Collected data entries
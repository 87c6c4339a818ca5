//! Buffer manager statistics.

use std::fmt;
use std::sync::atomic::{AtomicU64, Ordering};

/// Counters maintained by the buffer manager.
///
/// Every counter is an `AtomicU64` updated with `Ordering::Relaxed`; the
/// counters are independent of each other and only need atomicity.
///
/// # Example
/// ```
/// use slabpool::BufferManagerStats;
/// use std::sync::atomic::Ordering;
///
/// let stats = BufferManagerStats::new();
/// stats.spills.fetch_add(1, Ordering::Relaxed);
/// assert_eq!(stats.snapshot().spills, 1);
/// ```
#[derive(Debug, Default)]
pub struct BufferManagerStats {
    /// Pin requests satisfied by a resident mini-page.
    pub cache_hits: AtomicU64,

    /// Pin requests that had to read the page back from disk.
    pub cache_misses: AtomicU64,

    /// Full pages reclaimed from the LRU.
    pub evictions: AtomicU64,

    /// Pages read from a set file or the scratch file.
    pub pages_read: AtomicU64,

    /// Named pages written to their set file.
    pub pages_written: AtomicU64,

    /// Anonymous pages written to the scratch file.
    pub spills: AtomicU64,
}

impl BufferManagerStats {
    pub fn new() -> Self {
        Self::default()
    }

    #[inline]
    pub(crate) fn bump(counter: &AtomicU64) {
        counter.fetch_add(1, Ordering::Relaxed);
    }

    /// Hit rate over pin requests (0.0 to 1.0).
    pub fn hit_rate(&self) -> f64 {
        self.snapshot().hit_rate()
    }

    /// Copy the counters out.
    pub fn snapshot(&self) -> StatsSnapshot {
        StatsSnapshot {
            cache_hits: self.cache_hits.load(Ordering::Relaxed),
            cache_misses: self.cache_misses.load(Ordering::Relaxed),
            evictions: self.evictions.load(Ordering::Relaxed),
            pages_read: self.pages_read.load(Ordering::Relaxed),
            pages_written: self.pages_written.load(Ordering::Relaxed),
            spills: self.spills.load(Ordering::Relaxed),
        }
    }

    /// Reset all counters to zero.
    pub fn reset(&self) {
        for counter in [
            &self.cache_hits,
            &self.cache_misses,
            &self.evictions,
            &self.pages_read,
            &self.pages_written,
            &self.spills,
        ] {
            counter.store(0, Ordering::Relaxed);
        }
    }
}

/// Point-in-time copy of [`BufferManagerStats`].
#[derive(Debug, Clone, Copy, Default, PartialEq, Eq)]
pub struct StatsSnapshot {
    pub cache_hits: u64,
    pub cache_misses: u64,
    pub evictions: u64,
    pub pages_read: u64,
    pub pages_written: u64,
    pub spills: u64,
}

impl StatsSnapshot {
    pub fn hit_rate(&self) -> f64 {
        let total = self.cache_hits + self.cache_misses;
        if total == 0 {
            0.0
        } else {
            self.cache_hits as f64 / total as f64
        }
    }
}

impl fmt::Display for StatsSnapshot {
    fn fmt(&self, f: &mut fmt::Formatter<'_>) -> fmt::Result {
        write!(
            f,
            "Stats {{ hits: {}, misses: {}, evictions: {}, written: {}, spills: {}, hit_rate: {:.2}% }}",
            self.cache_hits,
            self.cache_misses,
            self.evictions,
            self.pages_written,
            self.spills,
            self.hit_rate() * 100.0
        )
    }
}

#[cfg(test)]
mod tests {
    use super::*;

    #[test]
    fn test_stats_new() {
        let stats = BufferManagerStats::new();
        assert_eq!(stats.snapshot(), StatsSnapshot::default());
        assert_eq!(stats.hit_rate(), 0.0);
    }

    #[test]
    fn test_stats_hit_rate() {
        let stats = BufferManagerStats::new();
        stats.cache_hits.fetch_add(7, Ordering::Relaxed);
        stats.cache_misses.fetch_add(3, Ordering::Relaxed);

        assert_eq!(stats.hit_rate(), 0.7);
    }

    #[test]
    fn test_stats_bump_and_reset() {
        let stats = BufferManagerStats::new();
        BufferManagerStats::bump(&stats.spills);
        BufferManagerStats::bump(&stats.spills);
        BufferManagerStats::bump(&stats.evictions);

        let snapshot = stats.snapshot();
        assert_eq!(snapshot.spills, 2);
        assert_eq!(snapshot.evictions, 1);

        stats.reset();
        assert_eq!(stats.snapshot(), StatsSnapshot::default());
    }

    #[test]
    fn test_stats_display() {
        let stats = BufferManagerStats::new();
        stats.cache_hits.fetch_add(80, Ordering::Relaxed);
        stats.cache_misses.fetch_add(20, Ordering::Relaxed);
        stats.spills.fetch_add(5, Ordering::Relaxed);

        let display = format!("{}", stats.snapshot());

        assert!(display.contains("hits: 80"));
        assert!(display.contains("spills: 5"));
        assert!(display.contains("80.00%"));
    }
}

● Try it
Please give each line above again, word for word.

● Expected output
repository 87c6c4339a818ca5
//! Buffer manager statistics.

use std::fmt;
use std::sync::atomic::{AtomicU64, Ordering};

/// Counters maintained by the buffer manager.
///
/// Every counter is an `AtomicU64` updated with `Ordering::Relaxed`; the
/// counters are independent of each other and only need atomicity.
///
/// # Example
/// ```
/// use slabpool::BufferManagerStats;
/// use std::sync::atomic::Ordering;
///
/// let stats = BufferManagerStats::new();
/// stats.spills.fetch_add(1, Ordering::Relaxed);
/// assert_eq!(stats.snapshot().spills, 1);
/// ```
#[derive(Debug, Default)]
pub struct BufferManagerStats {
    /// Pin requests satisfied by a resident mini-page.
    pub cache_hits: AtomicU64,

    /// Pin requests that had to read the page back from disk.
    pub cache_misses: AtomicU64,

    /// Full pages reclaimed from the LRU.
    pub evictions: AtomicU64,

    /// Pages read from a set file or the scratch file.
    pub pages_read: AtomicU64,

    /// Named pages written to their set file.
    pub pages_written: AtomicU64,

    /// Anonymous pages written to the scratch file.
    pub spills: AtomicU64,
}

impl BufferManagerStats {
    pub fn new() -> Self {
        Self::default()
    }

    #[inline]
    pub(crate) fn bump(counter: &AtomicU64) {
        counter.fetch_add(1, Ordering::Relaxed);
    }

    /// Hit rate over pin requests (0.0 to 1.0).
    pub fn hit_rate(&self) -> f64 {
        self.snapshot().hit_rate()
    }

    /// Copy the counters out.
    pub fn snapshot(&self) -> StatsSnapshot {
        StatsSnapshot {
            cache_hits: self.cache_hits.load(Ordering::Relaxed),
            cache_misses: self.cache_misses.load(Ordering::Relaxed),
            evictions: self.evictions.load(Ordering::Relaxed),
            pages_read: self.pages_read.load(Ordering::Relaxed),
            pages_written: self.pages_written.load(Ordering::Relaxed),
            spills: self.spills.load(Ordering::Relaxed),
        }
    }

    /// Reset all counters to zero.
    pub fn reset(&self) {
        for counter in [
            &self.cache_hits,
            &self.cache_misses,
            &self.evictions,
            &self.pages_read,
            &self.pages_written,
            &self.spills,
        ] {
            counter.store(0, Ordering::Relaxed);
        }
    }
}

/// Point-in-time copy of [`BufferManagerStats`].
#[derive(Debug, Clone, Copy, Default, PartialEq, Eq)]
pub struct StatsSnapshot {
    pub cache_hits: u64,
    pub cache_misses: u64,
    pub evictions: u64,
    pub pages_read: u64,
    pub pages_written: u64,
    pub spills: u64,
}

impl StatsSnapshot {
    pub fn hit_rate(&self) -> f64 {
        let total = self.cache_hits + self.cache_misses;
        if total == 0 {
            0.0
        } else {
            self.cache_hits as f64 / total as f64
        }
    }
}

impl fmt::Display for StatsSnapshot {
    fn fmt(&self, f: &mut fmt::Formatter<'_>) -> fmt::Result {
        write!(
            f,
            "Stats {{ hits: {}, misses: {}, evictions: {}, written: {}, spills: {}, hit_rate: {:.2}% }}",
            self.cache_hits,
            self.cache_misses,
            self.evictions,
            self.pages_written,
            self.spills,
            self.hit_rate() * 100.0
        )
    }
}

#[cfg(test)]
mod tests {
    use super::*;

    #[test]
    fn test_stats_new() {
        let stats = BufferManagerStats::new();
        assert_eq!(stats.snapshot(), StatsSnapshot::default());
        assert_eq!(stats.hit_rate(), 0.0);
    }

    #[test]
    fn test_stats_hit_rate() {
        let stats = BufferManagerStats::new();
        stats.cache_hits.fetch_add(7, Ordering::Relaxed);
        stats.cache_misses.fetch_add(3, Ordering::Relaxed);

        assert_eq!(stats.hit_rate(), 0.7);
    }

    #[test]
    fn test_stats_bump_and_reset() {
        let stats = BufferManagerStats::new();
        BufferManagerStats::bump(&stats.spills);
        BufferManagerStats::bump(&stats.spills);
        BufferManagerStats::bump(&stats.evictions);

        let snapshot = stats.snapshot();
        assert_eq!(snapshot.spills, 2);
        assert_eq!(snapshot.evictions, 1);

        stats.reset();
        assert_eq!(stats.snapshot(), StatsSnapshot::default());
    }

    #[test]
    fn test_stats_display() {
        let stats = BufferManagerStats::new();
        stats.cache_hits.fetch_add(80, Ordering::Relaxed);
        stats.cache_misses.fetch_add(20, Ordering::Relaxed);
        stats.spills.fetch_add(5, Ordering::Relaxed);

        let display = format!("{}", stats.snapshot());

        assert!(display.contains("hits: 80"));
        assert!(display.contains("spills: 5"));
        assert!(display.contains("80.00%"));
    }
}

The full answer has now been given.